Applicant to pay the First Respondent’s costs assessed in the sum of $4,000.00.
| FEDERAL CIRCUIT COURT OF AUSTRALIA AT SYDNEY |
SYG 2062 of 2012
| SZRUR |
Applicant
And
| MINISTER FOR IMMIGRATION & CITIZENSHIP |
First Respondent
| REFUGEE REVIEW TRIBUNAL |
Second Respondent
REASONS FOR JUDGMENT
The applicant is a citizen of China who arrived in Australia on 22 October 2011 and applied to the Department of Immigration for a protection (Class XA) visa on 16 November 2011. A delegate of the Minister interviewed the applicant. On 11 April 2012 the delegate refused to grant him a protection visa. The applicant applied for review of that decision from the Refugee Review Tribunal.
The form upon which the applicant completed that application is found at [CB 68 -73]. It gives the applicant’s address as an address that he gave when he made his original application and it gives a telephone number of a mobile phone which was also contained in his application on Form C [CB 2]. The form gives a email address at which the applicant can be reached. However, in response to Part B “representative details”, the applicant or the person on his behalf who completed the form has ticked “No” to the question “Do you want to appoint a representative to act on your behalf and be your authorised recipient?”

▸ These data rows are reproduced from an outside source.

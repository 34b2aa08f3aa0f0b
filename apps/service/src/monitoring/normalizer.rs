//! Provider payloads to measurement records.
//!
//! Every node yields exactly one record. A payload that cannot be read
//! becomes an unsuccessful record with a diagnostic, so one bad node never
//! holds up the others.

use checkhost::protocol::{HttpRaw, PingReply, TcpRaw};
use checkhost::{CheckMode, CheckSpec, NodeInfo, NodeRawResult};
use tracing::debug;

use super::metrics;
use super::types::{MeasurementRecord, ReplyCount};

/// Build the record for one node
pub fn normalize(
    spec: &CheckSpec,
    node_id: &str,
    node: Option<&NodeInfo>,
    raw: &NodeRawResult,
) -> MeasurementRecord {
    let location = node.map(NodeInfo::location).unwrap_or_else(|| NodeInfo::unknown().location());
    let record = MeasurementRecord::new(spec, node_id, location);

    match (spec.mode(), raw) {
        (CheckMode::Http, NodeRawResult::Http(http)) => normalize_http(record, http),
        (CheckMode::Tcp, NodeRawResult::Tcp(tcp)) => normalize_tcp(record, tcp),
        (CheckMode::Ping, NodeRawResult::Ping { replies }) => normalize_ping(record, replies),
        (_, NodeRawResult::Malformed { reason }) => {
            debug!(node = node_id, reason = %reason, "Malformed node result");
            record.failure(format!("malformed result: {reason}"))
        }
        (mode, other) => {
            record.failure(format!("{mode} check returned a {} result", kind_of(other)))
        }
    }
}

fn kind_of(raw: &NodeRawResult) -> &'static str {
    match raw {
        NodeRawResult::Ping { .. } => "ping",
        NodeRawResult::Http(_) => "http",
        NodeRawResult::Tcp(_) => "tcp",
        NodeRawResult::Malformed { .. } => "malformed",
    }
}

fn normalize_http(mut record: MeasurementRecord, raw: &HttpRaw) -> MeasurementRecord {
    record.resolved_ip = raw.ip.clone();
    record.status_text = raw.status_text.clone();
    record.status_code = raw.status_code.clone();

    if !raw.success {
        let message = raw.status_text.clone().unwrap_or_else(|| "HTTP check failed".to_string());
        return record.failure(message);
    }

    match raw.time {
        Some(time) => {
            record.success = true;
            record.metrics.insert(metrics::TIME.to_string(), time);
            record
        }
        None => record.failure("HTTP result without response time"),
    }
}

fn normalize_tcp(mut record: MeasurementRecord, raw: &TcpRaw) -> MeasurementRecord {
    match raw.time {
        Some(time) => {
            record.success = true;
            record.resolved_ip = raw.address.clone();
            record.metrics.insert(metrics::TIME.to_string(), time);
            record
        }
        None => record.failure(raw.error.clone().unwrap_or_else(|| "Error".to_string())),
    }
}

fn normalize_ping(mut record: MeasurementRecord, replies: &[PingReply]) -> MeasurementRecord {
    let total = replies.len();
    let ok = replies.iter().filter(|reply| reply.is_ok()).count();
    record.replies = Some(ReplyCount { ok, total });
    record.resolved_ip = replies.iter().find_map(|reply| reply.ip.clone());

    if total == 0 {
        return record.failure("no replies");
    }

    let rtts: Vec<f64> = replies
        .iter()
        .filter(|reply| reply.is_ok())
        .filter_map(|reply| reply.rtt)
        .collect();

    if !rtts.is_empty() {
        let avg = rtts.iter().sum::<f64>() / rtts.len() as f64;
        let min = rtts.iter().copied().fold(f64::INFINITY, f64::min);
        let max = rtts.iter().copied().fold(f64::NEG_INFINITY, f64::max);
        record.metrics.insert(metrics::RTT_AVG.to_string(), avg);
        record.metrics.insert(metrics::RTT_MIN.to_string(), min);
        record.metrics.insert(metrics::RTT_MAX.to_string(), max);
    }

    let loss = (total - ok) as f64 / total as f64;
    record.metrics.insert(metrics::LOSS.to_string(), loss);
    record.success = ok == total;
    if !record.success {
        record.error_message = Some(format!("{ok}/{total} replies OK"));
    }
    record
}
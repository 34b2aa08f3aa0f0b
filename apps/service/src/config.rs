use std::{env, fmt, fs, path, time::Duration};

use checkhost::{CheckMode, CheckSpec, PollOptions, SpecError};
use serde::{Deserialize, Serialize};
use thiserror::Error;

use crate::anomaly::Thresholds;
use crate::baseline::UpdatePolicy;
use crate::baseline::storage::DEFAULT_BASELINE_FILE;
use crate::monitoring::ExecutorSettings;

/// TCP port used when a tcp target does not name one
const DEFAULT_TCP_PORT: u16 = 443;

/// Appended to a config written without targets
const TARGETS_EXAMPLE: &str = r#"
# No targets are configured yet, so `hostwatch run` has nothing to check.
# Add one [[targets]] table per endpoint, for example:
#
# [[targets]]
# host = "https://example.com"
# mode = "http"
#
# [[targets]]
# host = "example.com"
# mode = "ping"
#
# [[targets]]
# host = "example.com"
# mode = "tcp"
# port = 443
"#;

#[derive(Debug, Error)]
pub enum ConfigError {
    #[error("failed to read config {path}: {source}")]
    ReadFailed { path: path::PathBuf, source: std::io::Error },
    #[error("failed to write config {path}: {source}")]
    WriteFailed { path: path::PathBuf, source: std::io::Error },
    #[error("failed to parse config: {0}")]
    ParseFailed(#[from] toml::de::Error),
    #[error("failed to serialize config: {0}")]
    SerializeFailed(#[from] toml::ser::Error),
    #[error("no config directory: neither XDG_CONFIG_HOME nor HOME is set")]
    ConfigPathUnavailable,
    #[error("invalid value for {field}: {reason}")]
    InvalidValue { field: &'static str, reason: String },
    #[error("invalid target {host} ({mode}): {source}")]
    InvalidTarget { host: String, mode: CheckMode, source: SpecError },
}

#[derive(Debug, Default, Serialize, Deserialize)]
#[serde(default)]
pub struct Config {
    pub monitor: Monitor,
    pub provider: Provider,
    pub baseline: Baseline,
    pub thresholds: Thresholds,
    pub targets: Vec<Target>,
}

#[derive(Debug, Serialize, Deserialize)]
#[serde(default)]
pub struct Monitor {
    /// Seconds between monitoring cycles
    pub interval_seconds: u64,
    /// Nodes requested from the provider per check
    pub max_nodes: u32,
    pub update_policy: UpdatePolicy,
}

#[derive(Debug, Serialize, Deserialize)]
#[serde(default)]
pub struct Provider {
    pub base_url: String,
    pub request_timeout_seconds: u64,
    pub poll_attempts: u32,
    pub poll_interval_seconds: f64,
}

#[derive(Debug, Serialize, Deserialize)]
#[serde(default)]
pub struct Baseline {
    pub path: path::PathBuf,
}

#[derive(Debug, Clone, Serialize, Deserialize)]
pub struct Target {
    pub host: String,
    pub mode: CheckMode,
    #[serde(default, skip_serializing_if = "Option::is_none")]
    pub port: Option<u16>,
}

impl Default for Monitor {
    fn default() -> Self {
        Self {
            interval_seconds: 600,
            max_nodes: checkhost::DEFAULT_MAX_NODES,
            update_policy: UpdatePolicy::default(),
        }
    }
}

impl Default for Provider {
    fn default() -> Self {
        Self {
            base_url: checkhost::DEFAULT_BASE_URL.into(),
            request_timeout_seconds: 15,
            poll_attempts: 10,
            poll_interval_seconds: 2.0,
        }
    }
}

impl Default for Baseline {
    fn default() -> Self {
        Self { path: DEFAULT_BASELINE_FILE.into() }
    }
}

impl Target {
    pub fn to_spec(&self) -> Result<CheckSpec, ConfigError> {
        let port = match self.mode {
            CheckMode::Tcp => Some(self.port.unwrap_or(DEFAULT_TCP_PORT)),
            CheckMode::Http | CheckMode::Ping => self.port,
        };

        CheckSpec::new(self.mode, &self.host, port).map_err(|source| ConfigError::InvalidTarget {
            host: self.host.clone(),
            mode: self.mode,
            source,
        })
    }
}

/// Used to ensure we are actually reading a toml file
fn normalize_toml_path(path: &path::Path) -> path::PathBuf {
    let mut path = path.to_path_buf();
    if path.extension().map(|ext| ext != "toml").unwrap_or(true) {
        path.set_extension("toml");
    }
    path
}

/// Get default config path ($XDG_CONFIG_HOME/hostwatch/config.toml or
/// $HOME/.config/...)
fn default_config_path() -> Result<path::PathBuf, ConfigError> {
    let path = if let Some(config_home) = env::var_os("XDG_CONFIG_HOME") {
        path::PathBuf::from(config_home)
    } else if let Some(home_dir) = env::var_os("HOME") {
        path::PathBuf::from(home_dir).join(".config")
    } else {
        return Err(ConfigError::ConfigPathUnavailable);
    };

    Ok(path.join("hostwatch/config.toml"))
}

impl fmt::Display for Config {
    fn fmt(&self, f: &mut fmt::Formatter<'_>) -> fmt::Result {
        let write_indented = |level: usize| {
            move |f: &mut fmt::Formatter<'_>, label: &str, value: &dyn fmt::Display| {
                writeln!(f, "  {:indent$}{}: {}", "", label, value, indent = level * 2)
            }
        };
        let write_title_indented = |level: usize| {
            move |f: &mut fmt::Formatter<'_>, label: &str| {
                writeln!(f, "{:indent$}{}", "", label, indent = level * 2)
            }
        };

        let write_title_1 = write_title_indented(1);
        let write_1 = write_indented(1);

        writeln!(f, "Current Internal Configuration State:")?;
        write_title_1(f, "Monitor")?;
        write_1(f, "Interval (s)", &self.monitor.interval_seconds)?;
        write_1(f, "Max Nodes", &self.monitor.max_nodes)?;
        write_1(f, "Update Policy", &format!("{:?}", self.monitor.update_policy))?;
        write_title_1(f, "Provider")?;
        write_1(f, "Base URL", &self.provider.base_url)?;
        write_1(f, "Request Timeout (s)", &self.provider.request_timeout_seconds)?;
        write_1(f, "Poll Attempts", &self.provider.poll_attempts)?;
        write_1(f, "Poll Interval (s)", &self.provider.poll_interval_seconds)?;
        write_title_1(f, "Baseline")?;
        write_1(f, "Path", &self.baseline.path.display())?;
        write_title_1(f, "Thresholds")?;
        write_1(f, "Min Samples", &self.thresholds.min_samples)?;
        write_1(f, "Sigma", &self.thresholds.sigma)?;
        write_1(f, "Factor", &self.thresholds.factor)?;
        write_1(f, "Loss Baseline Max", &self.thresholds.loss_baseline_max)?;
        write_1(f, "Loss Absolute", &self.thresholds.loss_absolute)?;
        write_title_1(f, "Targets")?;
        for target in &self.targets {
            match target.port {
                Some(port) => {
                    write_1(f, target.mode.as_str(), &format!("{}:{}", target.host, port))?
                }
                None => write_1(f, target.mode.as_str(), &target.host)?,
            }
        }

        Ok(())
    }
}

impl Config {
    /// Generate Config structure from file
    ///
    /// Creates a default config in ~/.config/hostwatch/config.toml
    ///  or the specified path, with the name config.toml if one does not exist
    ///
    /// ```rust,ignore
    /// let cfg = config::Config::from_config(None::<&path::Path>)?;
    /// println!("{}", cfg);
    /// ```
    pub fn from_config(optional_path: Option<impl AsRef<path::Path>>) -> Result<Self, ConfigError> {
        let config_path: path::PathBuf = if let Some(path) = optional_path {
            normalize_toml_path(path.as_ref())
        } else {
            default_config_path()?
        };

        if config_path.exists() {
            let raw_string = fs::read_to_string(&config_path)
                .map_err(|source| ConfigError::ReadFailed { path: config_path.clone(), source })?;
            let config: Self = toml::from_str(raw_string.as_str())?;
            config.validate()?;
            Ok(config)
        } else {
            let config = Self::default();
            config.write_config(&config_path)?;
            Ok(config)
        }
    }

    /// Reject values the service cannot run with
    pub fn validate(&self) -> Result<(), ConfigError> {
        let interval = self.provider.poll_interval_seconds;
        if !interval.is_finite() || interval < 0.0 {
            return Err(ConfigError::InvalidValue {
                field: "provider.poll_interval_seconds",
                reason: format!("{interval} is not a non-negative number of seconds"),
            });
        }
        if let Err(e) = Duration::try_from_secs_f64(interval) {
            return Err(ConfigError::InvalidValue {
                field: "provider.poll_interval_seconds",
                reason: e.to_string(),
            });
        }

        self.target_specs()?;
        Ok(())
    }

    /// Serialize and write a config to a file
    pub fn write_config(&self, path: &std::path::Path) -> Result<(), ConfigError> {
        let mut config_str: String = toml::to_string_pretty(self)?;
        if self.targets.is_empty() {
            config_str.push_str(TARGETS_EXAMPLE);
        }
        let write_err = |source| ConfigError::WriteFailed { path: path.to_path_buf(), source };

        if let Some(parent) = path.parent() {
            fs::create_dir_all(parent).map_err(write_err)?;
        }

        std::fs::write(path, config_str).map_err(write_err)
    }

    /// Validated check specs for every configured target
    pub fn target_specs(&self) -> Result<Vec<CheckSpec>, ConfigError> {
        self.targets.iter().map(Target::to_spec).collect()
    }

    pub fn interval(&self) -> Duration {
        Duration::from_secs(self.monitor.interval_seconds.max(1))
    }

    pub fn executor_settings(&self) -> ExecutorSettings {
        ExecutorSettings {
            max_nodes: self.monitor.max_nodes,
            poll: PollOptions::new(
                self.provider.poll_attempts,
                self.provider.poll_interval_seconds,
            ),
            thresholds: self.thresholds.clone(),
            update_policy: self.monitor.update_policy,
            baseline_path: Some(self.baseline.path.clone()),
            read_only: false,
        }
    }
}

#[cfg(test)]
mod tests {
    use super::*;
    use tempfile::tempdir;

    #[test]
    fn missing_file_writes_defaults() {
        let dir = tempdir().unwrap();
        let path = dir.path().join("hostwatch").join("config");

        let config = Config::from_config(Some(&path)).unwrap();
        assert_eq!(config.monitor.interval_seconds, 600);
        assert_eq!(config.provider.poll_attempts, 10);
        let written = fs::read_to_string(path.with_extension("toml")).unwrap();
        assert!(written.contains("# [[targets]]"));
        // The example stays commented out
        assert!(Config::from_config(Some(&path)).unwrap().targets.is_empty());
    }

    #[test]
    fn unusable_poll_interval_is_rejected() {
        let dir = tempdir().unwrap();
        let path = dir.path().join("config.toml");

        for value in ["inf", "nan", "-1.0", "1e300"] {
            fs::write(&path, format!("[provider]\npoll_interval_seconds = {value}\n")).unwrap();
            assert!(
                matches!(Config::from_config(Some(&path)), Err(ConfigError::InvalidValue { .. })),
                "{value} accepted"
            );
        }
    }

    #[test]
    fn partial_file_is_filled_with_defaults() {
        let dir = tempdir().unwrap();
        let path = dir.path().join("config.toml");
        fs::write(
            &path,
            r#"
[monitor]
interval_seconds = 300
update_policy = "skip_anomalies"

[thresholds]
min_samples = 10

[[targets]]
host = "https://example.com"
mode = "http"

[[targets]]
host = "example.com"
mode = "tcp"
"#,
        )
        .unwrap();

        let config = Config::from_config(Some(&path)).unwrap();
        assert_eq!(config.monitor.interval_seconds, 300);
        assert_eq!(config.monitor.max_nodes, 50);
        assert_eq!(config.monitor.update_policy, UpdatePolicy::SkipAnomalies);
        assert_eq!(config.thresholds.min_samples, 10);
        assert_eq!(config.thresholds.sigma, 3.0);

        let specs = config.target_specs().unwrap();
        assert_eq!(specs[0].target(), "https://example.com");
        // tcp falls back to 443
        assert_eq!(specs[1].target(), "example.com:443");
    }

    #[test]
    fn invalid_target_is_rejected() {
        let dir = tempdir().unwrap();
        let path = dir.path().join("config.toml");
        fs::write(&path, "[[targets]]\nhost = \"example.com\"\nmode = \"ping\"\nport = 22\n")
            .unwrap();

        assert!(matches!(Config::from_config(Some(&path)), Err(ConfigError::InvalidTarget { .. })));
    }

    #[test]
    fn written_config_reads_back() {
        let dir = tempdir().unwrap();
        let path = dir.path().join("config.toml");
        let mut config = Config::default();
        config.targets.push(Target {
            host: "example.com".into(),
            mode: CheckMode::Ping,
            port: None,
        });
        config.write_config(&path).unwrap();

        let read = Config::from_config(Some(&path)).unwrap();
        assert_eq!(read.targets.len(), 1);
        assert_eq!(read.baseline.path, path::PathBuf::from(DEFAULT_BASELINE_FILE));
    }
}
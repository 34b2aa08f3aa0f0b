mod tracing;

pub use crate::tracing::{init_tracing, init_tracing_with_level};
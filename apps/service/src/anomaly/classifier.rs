use super::types::{AnomalyVerdict, BaselineSnapshot, Classification, MetricKind, Thresholds};
use crate::baseline::{BaselineKey, BaselineRecord};

/// Classify `observed` against `baseline`, which must not yet include it
pub fn classify(
    key: &BaselineKey,
    observed: f64,
    baseline: &BaselineRecord,
    kind: MetricKind,
    thresholds: &Thresholds,
) -> AnomalyVerdict {
    let snapshot = BaselineSnapshot::from(baseline);
    let factor = (snapshot.mean > 0.0).then(|| observed / snapshot.mean);
    let z = (snapshot.std > 0.0).then(|| (observed - snapshot.mean) / snapshot.std);
    let warmed_up = snapshot.n >= thresholds.min_samples;

    let classification = match kind {
        MetricKind::Magnitude => {
            // A flat baseline has no z signal; the factor test alone decides
            let spike = factor.is_some_and(|f| f >= thresholds.factor)
                && z.is_none_or(|z| z >= thresholds.sigma);
            if warmed_up && spike { Classification::RttAnomaly } else { Classification::Normal }
        }
        MetricKind::Loss => {
            if warmed_up
                && snapshot.mean <= thresholds.loss_baseline_max
                && observed >= thresholds.loss_absolute
            {
                Classification::LossAnomaly
            } else if observed > 0.0 {
                Classification::LossDetected
            } else {
                Classification::Normal
            }
        }
    };

    AnomalyVerdict {
        key: key.clone(),
        observed,
        baseline: snapshot,
        classification,
        factor,
        z,
    }
}

#[cfg(test)]
mod tests {
    use super::*;
    use checkhost::CheckMode;

    fn key(metric: &str) -> BaselineKey {
        BaselineKey::new(CheckMode::Ping, "example.com", "Netherlands, Amsterdam", metric)
    }

    /// Record with the given count, mean and population std
    fn baseline(n: u64, mean: f64, std: f64) -> BaselineRecord {
        BaselineRecord::new(n, mean, std * std * n as f64)
    }

    fn magnitude(observed: f64, record: &BaselineRecord) -> AnomalyVerdict {
        classify(&key("rtt_avg"), observed, record, MetricKind::Magnitude, &Thresholds::default())
    }

    fn loss(observed: f64, record: &BaselineRecord) -> AnomalyVerdict {
        classify(&key("loss"), observed, record, MetricKind::Loss, &Thresholds::default())
    }

    #[test]
    fn rtt_spike_is_anomaly() {
        let verdict = magnitude(0.450, &baseline(20, 0.120, 0.020));

        assert_eq!(verdict.classification, Classification::RttAnomaly);
        assert!((verdict.factor.unwrap() - 3.75).abs() < 1e-9);
        assert!((verdict.z.unwrap() - 16.5).abs() < 1e-6);
        assert_eq!(verdict.baseline.n, 20);
    }

    #[test]
    fn cold_start_is_normal() {
        let verdict = magnitude(0.450, &baseline(19, 0.120, 0.020));
        assert_eq!(verdict.classification, Classification::Normal);
    }

    #[test]
    fn factor_without_sigma_is_normal() {
        // Doubled, but the baseline is noisy enough that it is within 3 sigma
        let verdict = magnitude(0.240, &baseline(50, 0.120, 0.050));
        assert!(verdict.factor.unwrap() >= 2.0);
        assert!(verdict.z.unwrap() < 3.0);
        assert_eq!(verdict.classification, Classification::Normal);
    }

    #[test]
    fn sigma_without_factor_is_normal() {
        let verdict = magnitude(0.150, &baseline(50, 0.120, 0.005));
        assert!(verdict.z.unwrap() >= 3.0);
        assert_eq!(verdict.classification, Classification::Normal);
    }

    #[test]
    fn flat_baseline_uses_factor_alone() {
        let verdict = magnitude(0.240, &baseline(30, 0.120, 0.0));
        assert_eq!(verdict.z, None);
        assert_eq!(verdict.classification, Classification::RttAnomaly);

        let verdict = magnitude(0.200, &baseline(30, 0.120, 0.0));
        assert_eq!(verdict.classification, Classification::Normal);
    }

    #[test]
    fn zero_mean_disables_magnitude_check() {
        let verdict = magnitude(5.0, &baseline(30, 0.0, 0.0));
        assert_eq!(verdict.factor, None);
        assert_eq!(verdict.classification, Classification::Normal);
    }

    #[test]
    fn loss_boundaries() {
        let record = baseline(20, 0.03, 0.01);

        assert_eq!(loss(0.10, &record).classification, Classification::LossAnomaly);
        assert_eq!(loss(0.07, &record).classification, Classification::LossDetected);
        assert_eq!(loss(0.0, &record).classification, Classification::Normal);
    }

    #[test]
    fn lossy_baseline_only_detects() {
        let record = baseline(20, 0.20, 0.05);
        assert_eq!(loss(0.60, &record).classification, Classification::LossDetected);
    }

    #[test]
    fn loss_during_cold_start_is_only_detected() {
        let record = baseline(3, 0.0, 0.0);
        assert_eq!(loss(1.0, &record).classification, Classification::LossDetected);
        assert_eq!(loss(0.0, &record).classification, Classification::Normal);
    }

    #[test]
    fn classify_is_pure() {
        let record = baseline(25, 0.120, 0.020);
        let first = magnitude(0.450, &record);
        let second = magnitude(0.450, &record);
        assert_eq!(first, second);
        assert_eq!(record, baseline(25, 0.120, 0.020));
    }
}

In response to question 13 “Where do you want us to send correspondence about your application?” an address is given at 301/401 Sussex Street, Haymarket and an email address at Hotmail. The form is purportedly signed by the applicant. When the Tribunal received the application it sent the usual acknowledgement letter to the applicant at Sussex Street. On 25 June it wrote to the applicant by registered post, again at Sussex Street, advising him that it had considered the material before it but that it was unable to make a favourable decision upon that information alone and appointed 21 August at 9.30 am for a hearing.
On 4 July 2012 a response to hearing invitation was received by the Tribunal indicating that the applicant would attend. The contact telephone number given was the same telephone number that was given in the initial application for the visa. But the applicant did not attend the hearing and the Tribunal determined, in those circumstances, to deal with the matter pursuant to s.426A of the Migration Act 1958 (Cth)[1] which is in the following form:
[1] “Act”
“Failure of applicant to appear before Tribunal
(1) If the applicant:
(a) is invited under section 425 to appear before the Tribunal; and
(b) does not appear before the Tribunal on the day on which, or at the time and place at which, the applicant is scheduled to appear;
the Tribunal may make a decision on the review without taking any further action to allow or enable the applicant to appear before it.
(2) This section does not prevent the Tribunal from rescheduling the applicant's appearance before it, or from delaying its decision on the review in order to enable the applicant's appearance before it as rescheduled.”
The Tribunal noted that the applicant’s claim was based on the Convention ground of imputed political opinion arising out of claimed persecution by people with the accent of his home province who, he says, abducted him and held him for more than 45 hours when he travelled to Beijing to lodge a petition against what he considered to be an improper compulsory acquisition of his land.
In its findings and reasons the Tribunal noted that there were no corroborative documents supporting the applicant’s claims but there was no material that contradicted them.
“[36]Therefore, in this case Mr Applicant’s claims are the only basis by which the Tribunal can be satisfied as to whether Australia owes any protection obligations. The first step in the process of reasoning will involve an assessment of the credibility of Mr Applicant.
[37]As noted above, the Tribunal considers that Mr Applicant has been given an opportunity to present his case.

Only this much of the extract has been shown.